I like having a shutoff, I run it dry after every use. I also run stable in all the gas I put in. That is until it snows weekly, then I don't bother, but could be weeks between snow here, so I do that as a precaution. 

I added one to my last blower for this reason. 

Are there pictures of the engine that can be posted? Who makes a 2X26?......never mind it's Cub Cadet. Looking for pics now.


----------



## Kielbasa (Dec 21, 2013)

In 2011 when I bought my 21m214 Briggs And Straton or my repower, it didn't have a fuel shut off. So I installed one before I mounted it. It wasn't hard, but just a little time consuming because I had to a few trial runs to cut the correct amount of fuel line so that the shut off would sit correctly in place. It is well worth having.


----------



## Toro-8-2-4 (Dec 28, 2013)

Is this the machine?

https://www.homedepot.com/p/Cub-Cad...-Steering-and-Steel-Chute-2X-26-HP/301852617\


Probably a Loncin or LCT engine.

I thought they came with a fuel shut off.???? I guess they are looking for cost savings now. It was mounted in the plastic housing.


----------



## jtw1979 (Mar 14, 2017)

I can tell you my 2016 CC 3X 420CC doesnt have a fuel shut off valve. It would be easy to add but you would probably have to trim the engine shroud. I will just drain the gas and run it empty at the end of the season. I would wait till the warranty is up to add the shut off valve personally. The Powermore engines are Chinese, made by Zongshen.


----------



## neparon (Mar 30, 2017)

Thanks for all of the ideas and comments. Think I will wait until end of warranty period. All have a great Christmas and a heathy New Year!!!
Ron


----------



## JLawrence08648 (Jan 15, 2017)

Thought on a fuel shut off.

Remove the plastic shroud that covers the fuel line, install an inline shut off exactly as vmax29 said, reinstall the shroud, drill a hole in it, cut a slot in a 1/2" metal rod, or bolt to fit over and around the fuel shut off handle, insert through hole in shroud to turn off turn on (with no psychedelics, hey I'm a child of the 60s).


----------



## alylea (Nov 21, 2017)

CC has left off the shut off valves, AND the fuels filters. CC Tech support are all scratching their heads on this. I have a fuel tank inlet strainer coming in today. I'll let you know if it fits. My tankmay be different from yours. I will be adding a 90 degree B&S shutoff to my 3x 30 HD at the end of the line where it enters the engine. I'll post pics once it's done. 

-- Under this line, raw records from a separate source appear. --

use std::{env, str::FromStr};

use axum::http::HeaderValue;
use tracing::Level;

#[derive(Debug, thiserror::Error)]
pub enum Error {
	#[error("{0} must be set")]
	Missing(&'static str),
	#[error("{name} has an invalid value {value:?}")]
	Invalid { name: &'static str, value: String },
}

/// Credentials for the superuser created at startup, if configured.
#[derive(Debug, Clone)]
pub struct Superuser {
	pub username: String,
	pub email: String,
	pub password: String,
}

/// Application configuration, read from the environment (and `.env`).
#[derive(Debug, Clone)]
pub struct Config {
	pub database_url: String,
	pub database_max_connections: u32,
	pub host: String,
	pub port: u16,
	pub jwt_secret: String,
	pub access_ttl_seconds: i64,
	pub refresh_ttl_seconds: i64,
	/// An empty list allows any origin.
	pub cors_allowed_origins: Vec<HeaderValue>,
	pub log_level: Level,
	pub superuser: Option<Superuser>,
}

impl Config {
	pub fn from_env() -> Result<Self, Error> {
		Ok(Self {
			database_url: required("DATABASE_URL")?,
			database_max_connections: parsed("DATABASE_MAX_CONNECTIONS", 10)?,
			host: env::var("HOST").unwrap_or_else(|_| "127.0.0.1".into()),
			port: parsed("PORT", 3000)?,
			jwt_secret: required("JWT_SECRET")?,
			access_ttl_seconds: parsed("JWT_ACCESS_TTL_SECONDS", 5 * 60)?,
			refresh_ttl_seconds: parsed("JWT_REFRESH_TTL_SECONDS", 24 * 60 * 60)?,
			cors_allowed_origins: origins(&env::var("CORS_ALLOWED_ORIGINS").unwrap_or_default())?,
			log_level: parsed("LOG_LEVEL", Level::INFO)?,
			superuser: superuser()?,
		})
	}
}

fn optional(name: &str) -> Option<String> {
	env::var(name).ok().filter(|value| !value.is_empty())
}

fn required(name: &'static str) -> Result<String, Error> {
	optional(name).ok_or(Error::Missing(name))
}

fn parsed<T: FromStr>(name: &'static str, default: T) -> Result<T, Error> {
	match env::var(name) {
		Ok(value) if !value.is_empty() => value.parse().map_err(|_| Error::Invalid { name, value }),
		_ => Ok(default),
	}
}

fn origins(raw: &str) -> Result<Vec<HeaderValue>, Error> {
	raw.split(',')
		.map(str::trim)
		.filter(|origin| !origin.is_empty())
		.map(|origin| {
			HeaderValue::from_str(origin).map_err(|_| Error::Invalid {
				name: "CORS_ALLOWED_ORIGINS",
				value: origin.to_owned(),
			})
		})
		.collect()
}

/// All three variables must be set together, or none of them. Empty counts as unset.
fn superuser() -> Result<Option<Superuser>, Error> {
	let username = optional("SUPERUSER_USERNAME");
	let email = optional("SUPERUSER_EMAIL");
	let password = optional("SUPERUSER_PASSWORD");

	match (username, email, password) {
		(Some(username), Some(email), Some(password)) => Ok(Some(Superuser {
			username,
			email,
			password,
		})),
		(None, None, None) => Ok(None),
		(None, ..) => Err(Error::Missing("SUPERUSER_USERNAME")),
		(_, None, _) => Err(Error::Missing("SUPERUSER_EMAIL")),
		(.., None) => Err(Error::Missing("SUPERUSER_PASSWORD")),
	}
}

#[cfg(test)]
mod test {
	use super::*;

	#[test]
	fn test_origins_are_split_and_trimmed() {
		let origins = origins("http://localhost:3000, https://example.com,").unwrap();

		assert_eq!(origins.len(), 2);
		assert_eq!(origins[1], "https://example.com");
	}

	#[test]
	fn test_empty_origins_allow_any() {
		assert!(origins("").unwrap().is_empty());
	}

	#[test]
	fn test_invalid_origin_is_rejected() {
		assert!(matches!(
			origins("http://bad\norigin"),
			Err(Error::Invalid { .. })
		));
	}
}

CC Tech supports says run it dry, get some Tru Fuel (no ethanol) and run the machine with a little Stabil in the Tru Fuel for 10 minutes prior to long term storage.


----------



## jsup (Nov 19, 2017)

Fuel shut off manufacturers are now selling carburetors.


----------



## Clutch Cargo (Dec 27, 2015)

> I've cut through the plastic cover, added elbows and a shut-off. A real PITA to do.


Please share pics as I am considering one of these machines. As for the utility/validity of having one and the dubious assistance offered by CC tech support, here is my two cents. 

A fuel shutoff valve is absolutely necessary for the following reasons:
1. If the carburetor float valve fails, all of the fuel from the tank will not leak in your garage or other enclosed space. 
2. If you are anticipating not running it for a while, but still within season, you can run the carb dry without emptying the tank.
3. Unless the fuel tank is kept meticulously clean, gunk from the bottom will eventually get sucked into the carburetor. This may not seem to be a big deal when the engine is new, but eventually there will be stuff in the bottom. At the end of the season, I run my tank down fairly low, add stabilizer to the fuel, mix well, shut off the valve, and run the carb dry. Easy peasy.


----------



## jsup (Nov 19, 2017)

Clutch Cargo said:


> 3. Unless the fuel tank is kept meticulously clean, gunk from the bottom will eventually get sucked into the carburetor. This may not seem to be a big deal when the engine is new, but eventually there will be stuff in the bottom. At the end of the season, I run my tank down fairly low, add stabilizer to the fuel, mix well, shut off the valve, and run the carb dry. Easy peasy.


This is why I like plastic tanks, less problems with sediment. What I do with metal tanks, and I will do with my new machine, is coat the inside of the tank. This keeps it from rusting, and corroding, keeping the sediment to a minimum. It's a 3 step process, clean, etch, and coat. It needs 3 days for it to dry. I do the same for steel carb bowls. 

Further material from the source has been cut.